Due to certain circumstances, Alexia is forced to transform herself into a man and go into hiding, which she does in the house of Vincent Legrand (Vincent Lindon), a captain at a fire station. He believes Alexia is his missing son Adrien, and welcomes her into his home. While her own father loathed touching her, Vincent is very much the opposite. He is always reaching out for Alexia, who has to reject him as his embrace of her would mean him discovering who she is. Alexia’s masking of her female form involve some of the most uncomfortable images of body horror I have ever seen in film. I hovered between fascination and discomfort, and this is truly due to Ducournau’s wonderful direction and Rousselle’s committed performance.
As Alexia disappears into the identity of Adrien, her entry into the masculine world means that men treat her differently now. Because they no longer see her body as female, she is no longer subject to their gaze, with Ducournau highlighting the struggles women face just going about their day to day living, where even a simple bus ride becomes treacherous because of undesired male attention. Alexia receives a modicum of respect from the men under Vincent’s supervision because of Vincent’s alpha and masculine status within the station. Before that, the men find Adrien weird because he doesn’t fit into the perceived notions of masculine identity, and become quite uncomfortable when they see glimpses of that female side.

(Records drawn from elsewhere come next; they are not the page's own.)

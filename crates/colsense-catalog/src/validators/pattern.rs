use std::sync::Arc;

use regex::Regex;
use serde::Deserialize;
use serde_json::{Map, Value};

use super::{ValueValidator, decode_params};

pub(super) const KIND: &str = "regex";

#[derive(Deserialize)]
struct Params {
    pattern: String,
}

/// Passes values in which the configured pattern is found.
///
/// Matching is a search, not a full-string match; rule authors anchor the
/// pattern with `^...$` when the whole value must match.
#[derive(Debug)]
pub struct RegexValidator {
    pattern: Regex,
}

impl RegexValidator {
    pub fn new(pattern: &str) -> Result<Self, regex::Error> {
        Ok(Self {
            pattern: Regex::new(pattern)?,
        })
    }
}

impl ValueValidator for RegexValidator {
    fn kind(&self) -> &'static str {
        KIND
    }

    fn is_valid(&self, value: &str) -> bool {
        self.pattern.is_match(value)
    }
}

pub(super) fn build(params: &Map<String, Value>) -> Result<Arc<dyn ValueValidator>, String> {
    let params: Params = decode_params(params)?;
    let validator = RegexValidator::new(&params.pattern).map_err(|e| e.to_string())?;
    Ok(Arc::new(validator))
}
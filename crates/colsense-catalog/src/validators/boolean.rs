use std::collections::BTreeSet;
use std::sync::Arc;

use serde::Deserialize;
use serde_json::{Map, Value};

use super::{ValueValidator, decode_params};

pub(super) const KIND: &str = "boolean_like";

/// Tokens accepted when a rule does not set `accepted`.
pub const DEFAULT_BOOLEAN_TOKENS: &[&str] = &[
    "true", "false", "1", "0", "yes", "no", "y", "n", "active", "inactive",
];

#[derive(Deserialize)]
struct Params {
    #[serde(default)]
    accepted: Option<Vec<String>>,
}

/// Passes values whose trimmed, lowercased form is an accepted token.
#[derive(Debug)]
pub struct BooleanLikeValidator {
    accepted: BTreeSet<String>,
}

impl BooleanLikeValidator {
    pub fn new<I, S>(accepted: I) -> Result<Self, String>
    where
        I: IntoIterator<Item = S>,
        S: AsRef<str>,
    {
        let accepted: BTreeSet<String> = accepted
            .into_iter()
            .map(|token| token.as_ref().trim().to_lowercase())
            .filter(|token| !token.is_empty())
            .collect();
        if accepted.is_empty() {
            return Err("accepted must list at least one token".to_string());
        }
        Ok(Self { accepted })
    }
}

impl Default for BooleanLikeValidator {
    fn default() -> Self {
        Self {
            accepted: DEFAULT_BOOLEAN_TOKENS
                .iter()
                .map(ToString::to_string)
                .collect(),
        }
    }
}

impl ValueValidator for BooleanLikeValidator {
    fn kind(&self) -> &'static str {
        KIND
    }

    fn is_valid(&self, value: &str) -> bool {
        self.accepted.contains(&value.trim().to_lowercase())
    }
}

pub(super) fn build(params: &Map<String, Value>) -> Result<Arc<dyn ValueValidator>, String> {
    let params: Params = decode_params(params)?;
    let validator = match params.accepted {
        Some(tokens) => BooleanLikeValidator::new(tokens)?,
        None => BooleanLikeValidator::default(),
    };
    Ok(Arc::new(validator))
}

#[cfg(test)]
mod tests {
    use super::*;

    #[test]
    fn default_tokens_are_case_insensitive() {
        let validator = BooleanLikeValidator::default();
        for token in ["TRUE", "False", " yes ", "N", "1", "Inactive"] {
            assert!(validator.is_valid(token), "{token}");
        }
        assert!(!validator.is_valid("maybe"));
        assert!(!validator.is_valid("2"));
    }

    #[test]
    fn configured_tokens_replace_defaults() {
        let validator = BooleanLikeValidator::new(["A", "I"]).expect("tokens");
        assert!(validator.is_valid("a"));
        assert!(validator.is_valid("I"));
        assert!(!validator.is_valid("true"));
    }
}
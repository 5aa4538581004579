use std::path::Path;

use anyhow::{Context, Result, bail};
use tracing::{info, info_span};

use colsense_catalog::{CatalogSource, ExportScope, InsertPolicy, PatternCatalog};
use colsense_classify::FieldClassifier;
use colsense_cli::profile::{ProfileOptions, profile_csv};
use colsense_model::{RuleDefinition, SampleValue};

use crate::cli::{AddArgs, CatalogArgs, ClassifyArgs, ExportArgs, ProfileArgs, RemoveArgs};
use crate::summary::{print_catalog, print_classification, print_profile};

/// Opens the catalog named on the command line, or the built-in one.
fn load_catalog(args: &CatalogArgs) -> Result<PatternCatalog> {
    match &args.catalog {
        Some(path) => PatternCatalog::open_or_builtin(path)
            .with_context(|| format!("load field patterns from {}", path.display())),
        None => PatternCatalog::builtin().context("load built-in field patterns"),
    }
}

fn source_label(catalog: &PatternCatalog) -> String {
    catalog
        .source()
        .map_or_else(|| "<none>".to_string(), |source| source.name())
}

pub fn run_patterns(args: &CatalogArgs) -> Result<()> {
    let catalog = load_catalog(args)?;
    let snapshot = catalog.snapshot();
    print_catalog(&source_label(&catalog), &snapshot.summary(), snapshot.rules());
    Ok(())
}

pub fn run_classify(args: &ClassifyArgs) -> Result<()> {
    let catalog = load_catalog(&args.catalog)?;
    let classifier = FieldClassifier::from_catalog(&catalog);
    let values: Vec<SampleValue> = args
        .values
        .iter()
        .map(|value| SampleValue::from(value.as_str()))
        .collect();
    let result = classifier.classify(&args.column, &values);
    if args.json {
        println!(
            "{}",
            serde_json::to_string_pretty(&result).context("serialize classification")?
        );
    } else {
        print_classification(&result);
    }
    Ok(())
}

/// Profiles every input and prints the reports in input order.
pub fn run_profile(args: &ProfileArgs) -> Result<()> {
    if args.sample_size == 0 {
        bail!("--sample-size must be at least 1");
    }
    let catalog = load_catalog(&args.catalog)?;
    let classifier = FieldClassifier::from_catalog(&catalog);
    let options = ProfileOptions {
        sample_size: args.sample_size,
    };

    let mut profiles = Vec::with_capacity(args.inputs.len());
    for path in &args.inputs {
        let span = info_span!("profile", path = %path.display());
        let _guard = span.enter();
        let profile = profile_csv(&classifier, path, &options)
            .with_context(|| format!("profile {}", path.display()))?;
        profiles.push(profile);
    }

    if args.json {
        println!(
            "{}",
            serde_json::to_string_pretty(&profiles).context("serialize profiles")?
        );
    } else {
        for (idx, profile) in profiles.iter().enumerate() {
            if idx > 0 {
                println!();
            }
            print_profile(profile);
        }
    }
    Ok(())
}

pub fn run_export(args: &ExportArgs) -> Result<()> {
    let catalog = load_catalog(&args.catalog)?;
    let scope = if args.custom_only {
        ExportScope::CustomOnly
    } else {
        ExportScope::All
    };
    catalog
        .export_with(&args.destination, scope)
        .with_context(|| format!("export field patterns to {}", args.destination.display()))?;
    println!(
        "Exported {} patterns to {}",
        catalog.to_document(scope)?.field_patterns.len(),
        args.destination.display()
    );
    Ok(())
}

pub fn run_add(args: &AddArgs) -> Result<()> {
    let definition: RuleDefinition =
        serde_json::from_str(&args.definition).context("parse --definition")?;
    let catalog = open_for_update(&args.catalog)?;
    let policy = if args.strict {
        InsertPolicy::Strict
    } else {
        InsertPolicy::Overwrite
    };
    let replaced = catalog.snapshot().contains(&args.type_key);
    catalog
        .add_custom_pattern_with(&args.type_key, definition, policy)
        .with_context(|| format!("add field pattern '{}'", args.type_key))?;
    save(&catalog, &args.catalog)?;
    let verb = if replaced { "Replaced" } else { "Added" };
    println!("{verb} pattern '{}' in {}", args.type_key, args.catalog.display());
    Ok(())
}

pub fn run_remove(args: &RemoveArgs) -> Result<()> {
    let catalog = open_for_update(&args.catalog)?;
    let removed = catalog
        .remove_pattern(&args.type_key)
        .with_context(|| format!("remove field pattern '{}'", args.type_key))?;
    save(&catalog, &args.catalog)?;
    println!(
        "Removed {} pattern '{}' from {}",
        removed.provenance(),
        removed.type_key(),
        args.catalog.display()
    );
    Ok(())
}

/// Loads a catalog file that is about to be rewritten. A missing file
/// starts from the built-in patterns.
fn open_for_update(path: &Path) -> Result<PatternCatalog> {
    let exists = path
        .try_exists()
        .with_context(|| format!("check catalog file {}", path.display()))?;
    if exists {
        PatternCatalog::from_source(CatalogSource::file(path))
            .with_context(|| format!("load field patterns from {}", path.display()))
    } else {
        info!(path = %path.display(), "creating catalog from built-in field patterns");
        PatternCatalog::builtin().context("load built-in field patterns")
    }
}

fn save(catalog: &PatternCatalog, path: &Path) -> Result<()> {
    catalog
        .export(path)
        .with_context(|| format!("save field patterns to {}", path.display()))
}
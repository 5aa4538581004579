use std::sync::Arc;

use serde::Deserialize;
use serde_json::{Map, Value};

use super::{ValueValidator, decode_params};

pub(super) const NUMERIC_KIND: &str = "numeric";
pub(super) const RANGE_KIND: &str = "numeric_range";

/// Parses an integer or a finite floating-point number, ignoring
/// surrounding whitespace.
pub fn parse_number(value: &str) -> Option<f64> {
    let trimmed = value.trim();
    if let Ok(int) = trimmed.parse::<i64>() {
        return Some(int as f64);
    }
    trimmed.parse::<f64>().ok().filter(|num| num.is_finite())
}

/// Passes values that parse as numbers.
#[derive(Debug, Default)]
pub struct NumericValidator;

impl ValueValidator for NumericValidator {
    fn kind(&self) -> &'static str {
        NUMERIC_KIND
    }

    fn is_valid(&self, value: &str) -> bool {
        parse_number(value).is_some()
    }
}

/// Passes numbers within `[min, max]`; a missing bound is unbounded.
#[derive(Debug, Default, Deserialize)]
pub struct NumericRangeValidator {
    #[serde(default)]
    min: Option<f64>,
    #[serde(default)]
    max: Option<f64>,
}

impl NumericRangeValidator {
    pub fn new(min: Option<f64>, max: Option<f64>) -> Result<Self, String> {
        if let (Some(min), Some(max)) = (min, max)
            && min > max
        {
            return Err(format!("min ({min}) is greater than max ({max})"));
        }
        Ok(Self { min, max })
    }
}

impl ValueValidator for NumericRangeValidator {
    fn kind(&self) -> &'static str {
        RANGE_KIND
    }

    fn is_valid(&self, value: &str) -> bool {
        let Some(num) = parse_number(value) else {
            return false;
        };
        self.min.is_none_or(|min| num >= min) && self.max.is_none_or(|max| num <= max)
    }
}

pub(super) fn build_numeric(
    _params: &Map<String, Value>,
) -> Result<Arc<dyn ValueValidator>, String> {
    Ok(Arc::new(NumericValidator))
}

pub(super) fn build_range(params: &Map<String, Value>) -> Result<Arc<dyn ValueValidator>, String> {
    let parsed: NumericRangeValidator = decode_params(params)?;
    Ok(Arc::new(NumericRangeValidator::new(parsed.min, parsed.max)?))
}
//! Per-table profiling on top of the field classifier.
//!
//! The classifier answers per column; this module rolls the answers up into
//! the mapping insights shown in reports: the table's naming convention,
//! which columns carry recognizable field types, where the sample disagrees
//! with the name, and an overall mapping complexity.

use std::fmt;
use std::path::Path;

use anyhow::Result;
use colsense_classify::FieldClassifier;
use colsense_model::ClassificationResult;
use serde::Serialize;
use tracing::{info, info_span, trace};

use crate::ingest::{TableSample, read_csv_sample};
use crate::logging::redact_value;

/// Default number of rows sampled per table.
pub const DEFAULT_SAMPLE_SIZE: usize = 5;

#[derive(Debug, Clone, Copy, PartialEq, Eq)]
pub struct ProfileOptions {
    /// Data rows read per table.
    pub sample_size: usize,
}

impl Default for ProfileOptions {
    fn default() -> Self {
        Self {
            sample_size: DEFAULT_SAMPLE_SIZE,
        }
    }
}

/// Dominant column naming style of a table.
#[derive(Debug, Clone, Copy, PartialEq, Eq, Serialize)]
pub enum NamingConvention {
    #[serde(rename = "snake_case")]
    SnakeCase,
    #[serde(rename = "PascalCase")]
    PascalCase,
    #[serde(rename = "UPPER_CASE")]
    UpperCase,
    #[serde(rename = "mixed")]
    Mixed,
    #[serde(rename = "unknown")]
    Unknown,
}

impl NamingConvention {
    /// Classifies a set of column names. A style wins when it covers more
    /// than half of the columns; styles are checked in the order snake,
    /// Pascal, upper.
    pub fn detect<S: AsRef<str>>(columns: &[S]) -> Self {
        if columns.is_empty() {
            return Self::Unknown;
        }
        let (mut snake, mut pascal, mut upper) = (0usize, 0usize, 0usize);
        for column in columns {
            let name = column.as_ref();
            if name.contains('_') && is_all_lower(name) {
                snake += 1;
            } else if name.chars().next().is_some_and(char::is_uppercase)
                && !is_all_upper(name)
            {
                pascal += 1;
            } else if is_all_upper(name) {
                upper += 1;
            }
        }
        let majority = |count: usize| count * 2 > columns.len();
        if majority(snake) {
            Self::SnakeCase
        } else if majority(pascal) {
            Self::PascalCase
        } else if majority(upper) {
            Self::UpperCase
        } else {
            Self::Mixed
        }
    }

    pub fn as_str(self) -> &'static str {
        match self {
            Self::SnakeCase => "snake_case",
            Self::PascalCase => "PascalCase",
            Self::UpperCase => "UPPER_CASE",
            Self::Mixed => "mixed",
            Self::Unknown => "unknown",
        }
    }
}

impl fmt::Display for NamingConvention {
    fn fmt(&self, f: &mut fmt::Formatter<'_>) -> fmt::Result {
        f.write_str(self.as_str())
    }
}

/// Has a cased character and no uppercase one.
fn is_all_lower(name: &str) -> bool {
    name.chars().any(char::is_lowercase) && !name.chars().any(char::is_uppercase)
}

/// Has a cased character and no lowercase one.
fn is_all_upper(name: &str) -> bool {
    name.chars().any(char::is_uppercase) && !name.chars().any(char::is_lowercase)
}

/// How much manual work mapping the table is likely to need.
#[derive(Debug, Clone, Copy, PartialEq, Eq, PartialOrd, Ord, Serialize)]
#[serde(rename_all = "UPPERCASE")]
pub enum MappingComplexity {
    Low,
    Medium,
    High,
}

impl MappingComplexity {
    /// `HIGH` above three issues, `MEDIUM` above one, else `LOW`.
    pub fn from_issue_count(issues: usize) -> Self {
        if issues > 3 {
            Self::High
        } else if issues > 1 {
            Self::Medium
        } else {
            Self::Low
        }
    }

    pub fn as_str(self) -> &'static str {
        match self {
            Self::Low => "LOW",
            Self::Medium => "MEDIUM",
            Self::High => "HIGH",
        }
    }
}

impl fmt::Display for MappingComplexity {
    fn fmt(&self, f: &mut fmt::Formatter<'_>) -> fmt::Result {
        f.write_str(self.as_str())
    }
}

/// A column whose name was recognized and whose sample had values.
#[derive(Debug, Clone, PartialEq, Serialize)]
pub struct SamplePattern {
    pub column: String,
    pub field_type_label: String,
}

/// A recognized column whose sample did not reach the rule's threshold.
#[derive(Debug, Clone, PartialEq, Serialize)]
pub struct PotentialIssue {
    pub column: String,
    pub type_key: String,
    pub match_score: f64,
    /// First few failing values.
    pub invalid_values: Vec<String>,
}

impl fmt::Display for PotentialIssue {
    fn fmt(&self, f: &mut fmt::Formatter<'_>) -> fmt::Result {
        write!(
            f,
            "{}: {:.0}% valid {}",
            self.column,
            self.match_score * 100.0,
            self.type_key
        )?;
        if !self.invalid_values.is_empty() {
            write!(f, "; invalid: {}", self.invalid_values.join(", "))?;
        }
        Ok(())
    }
}

#[derive(Debug, Clone, PartialEq, Serialize)]
pub struct MappingInsights {
    pub naming_convention: NamingConvention,
    pub sample_patterns: Vec<SamplePattern>,
    pub data_type_notes: Vec<String>,
    pub potential_issues: Vec<PotentialIssue>,
    pub mapping_complexity: MappingComplexity,
}

impl MappingInsights {
    /// Rolls per-column results up into table insights.
    ///
    /// Columns without any non-empty sampled value contribute nothing.
    pub fn from_results(
        naming_convention: NamingConvention,
        results: &[ClassificationResult],
    ) -> Self {
        let mut sample_patterns = Vec::new();
        let mut data_type_notes = Vec::new();
        let mut potential_issues = Vec::new();
        for result in results
            .iter()
            .filter(|result| result.is_classified() && result.total_count > 0)
        {
            sample_patterns.push(SamplePattern {
                column: result.column_name.clone(),
                field_type_label: result.field_type_label.clone(),
            });
            if result.is_confirmed {
                data_type_notes.push(format!(
                    "{}: valid {} format in sample",
                    result.column_name, result.type_key
                ));
            } else {
                potential_issues.push(PotentialIssue {
                    column: result.column_name.clone(),
                    type_key: result.type_key.clone(),
                    match_score: result.match_score,
                    invalid_values: result.invalid_samples.clone(),
                });
            }
        }
        let mapping_complexity = MappingComplexity::from_issue_count(potential_issues.len());
        Self {
            naming_convention,
            sample_patterns,
            data_type_notes,
            potential_issues,
            mapping_complexity,
        }
    }
}

/// Profile of one table.
#[derive(Debug, Clone, PartialEq, Serialize)]
pub struct TableProfile {
    pub table_name: String,
    pub row_count: usize,
    pub column_count: usize,
    pub columns: Vec<ClassificationResult>,
    pub insights: MappingInsights,
}

impl TableProfile {
    pub fn confirmed_count(&self) -> usize {
        self.columns.iter().filter(|column| column.is_confirmed).count()
    }

    pub fn classified_count(&self) -> usize {
        self.columns.iter().filter(|column| column.is_classified()).count()
    }
}

/// Classifies every column of a sampled table and derives its insights.
pub fn profile_table(classifier: &FieldClassifier, table: &TableSample) -> TableProfile {
    let span = info_span!("profile_table", table = %table.name);
    let _guard = span.enter();

    let columns = classifier.classify_columns(&table.column_samples());
    for result in &columns {
        for value in &result.invalid_samples {
            trace!(
                column = %result.column_name,
                value = redact_value(value),
                "value failed validation"
            );
        }
    }
    let naming_convention = NamingConvention::detect(table.columns.as_slice());
    let insights = MappingInsights::from_results(naming_convention, &columns);
    info!(
        columns = columns.len(),
        rows = table.row_count,
        naming = %naming_convention,
        complexity = %insights.mapping_complexity,
        issues = insights.potential_issues.len(),
        "profiled table"
    );
    TableProfile {
        table_name: table.name.clone(),
        row_count: table.row_count,
        column_count: table.columns.len(),
        columns,
        insights,
    }
}

/// Reads a CSV sample and profiles it.
pub fn profile_csv(
    classifier: &FieldClassifier,
    path: &Path,
    options: &ProfileOptions,
) -> Result<TableProfile> {
    let table = read_csv_sample(path, options.sample_size)?;
    Ok(profile_table(classifier, &table))
}

#[cfg(test)]
mod tests {
    use super::*;

    #[test]
    fn naming_convention_needs_a_majority() {
        assert_eq!(
            NamingConvention::detect(&["customer_id", "email_address", "Name"]),
            NamingConvention::SnakeCase
        );
        assert_eq!(
            NamingConvention::detect(&["CustomerId", "EmailAddress", "zip"]),
            NamingConvention::PascalCase
        );
        assert_eq!(
            NamingConvention::detect(&["CUSTOMER_ID", "EMAIL", "zip"]),
            NamingConvention::UpperCase
        );
        assert_eq!(
            NamingConvention::detect(&["customer_id", "Email", "ZIP", "phone"]),
            NamingConvention::Mixed
        );
        assert_eq!(NamingConvention::detect::<&str>(&[]), NamingConvention::Unknown);
    }

    #[test]
    fn single_lowercase_words_are_not_snake_case() {
        assert_eq!(
            NamingConvention::detect(&["id", "email", "phone"]),
            NamingConvention::Mixed
        );
    }

    #[test]
    fn complexity_follows_issue_count() {
        assert_eq!(MappingComplexity::from_issue_count(0), MappingComplexity::Low);
        assert_eq!(MappingComplexity::from_issue_count(1), MappingComplexity::Low);
        assert_eq!(MappingComplexity::from_issue_count(2), MappingComplexity::Medium);
        assert_eq!(MappingComplexity::from_issue_count(3), MappingComplexity::Medium);
        assert_eq!(MappingComplexity::from_issue_count(4), MappingComplexity::High);
    }

    #[test]
    fn issue_display_lists_invalid_values() {
        let issue = PotentialIssue {
            column: "email".to_string(),
            type_key: "email".to_string(),
            match_score: 0.5,
            invalid_values: vec!["bad".to_string(), "worse".to_string()],
        };
        assert_eq!(issue.to_string(), "email: 50% valid email; invalid: bad, worse");
    }
}
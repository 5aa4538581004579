//! Column-name normalization.
//!
//! Column names and keywords go through the same function so that
//! `CUST_EMAIL`, `custEmail`, `Cust-Email` and `cust email` all become the
//! token sequence `["cust", "email"]`.

/// Splits a column name into lowercase tokens.
///
/// Boundaries are any non-alphanumeric character, a lowercase-to-uppercase
/// transition (`customerEmail`), the end of an uppercase run followed by a
/// capitalized word (`HTTPServer` -> `http`, `server`) and letter/digit
/// transitions (`address2` -> `address`, `2`).
pub fn column_tokens(raw: &str) -> Vec<String> {
    let mut tokens = Vec::new();
    for word in raw.split(|c: char| !c.is_alphanumeric()) {
        split_word(word, &mut tokens);
    }
    tokens
}

/// Lowercase tokens joined by `_`.
pub fn normalize_name(raw: &str) -> String {
    column_tokens(raw).join("_")
}

fn split_word(word: &str, tokens: &mut Vec<String>) {
    let chars: Vec<char> = word.chars().collect();
    let mut current = String::new();
    for (idx, &ch) in chars.iter().enumerate() {
        if idx > 0 && is_boundary(chars[idx - 1], ch, chars.get(idx + 1).copied()) {
            tokens.push(std::mem::take(&mut current));
        }
        current.extend(ch.to_lowercase());
    }
    if !current.is_empty() {
        tokens.push(current);
    }
}

fn is_boundary(prev: char, ch: char, next: Option<char>) -> bool {
    if prev.is_numeric() != ch.is_numeric() {
        return true;
    }
    if prev.is_lowercase() && ch.is_uppercase() {
        return true;
    }
    // Last capital of an acronym starts the next word: "IDNumber" -> "id", "number".
    prev.is_uppercase() && ch.is_uppercase() && next.is_some_and(char::is_lowercase)
}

Vincent faces similar struggles with himself – he is so used to projecting this strong, masculine image, that sometimes he becomes self-conscious about his tender feelings and sensitivity. He injects himself with steroids so as to maintain his muscular frame, which is getting harder to do with age. Ducournac’s film charts the difficulties faced by both men and women with regard to gender identity. We empathize with both Alexia and Vincent, and Ducournac’s work is proof that you don’t need to villainise men to craft a compelling feminist text.
The pair, each broken in their own way, find acceptance with each other, and it is to the film’s credit that it has the dexterity to be both a love story as well as a horror flick.
Titane, simply put, is a masterstroke of filmmaking.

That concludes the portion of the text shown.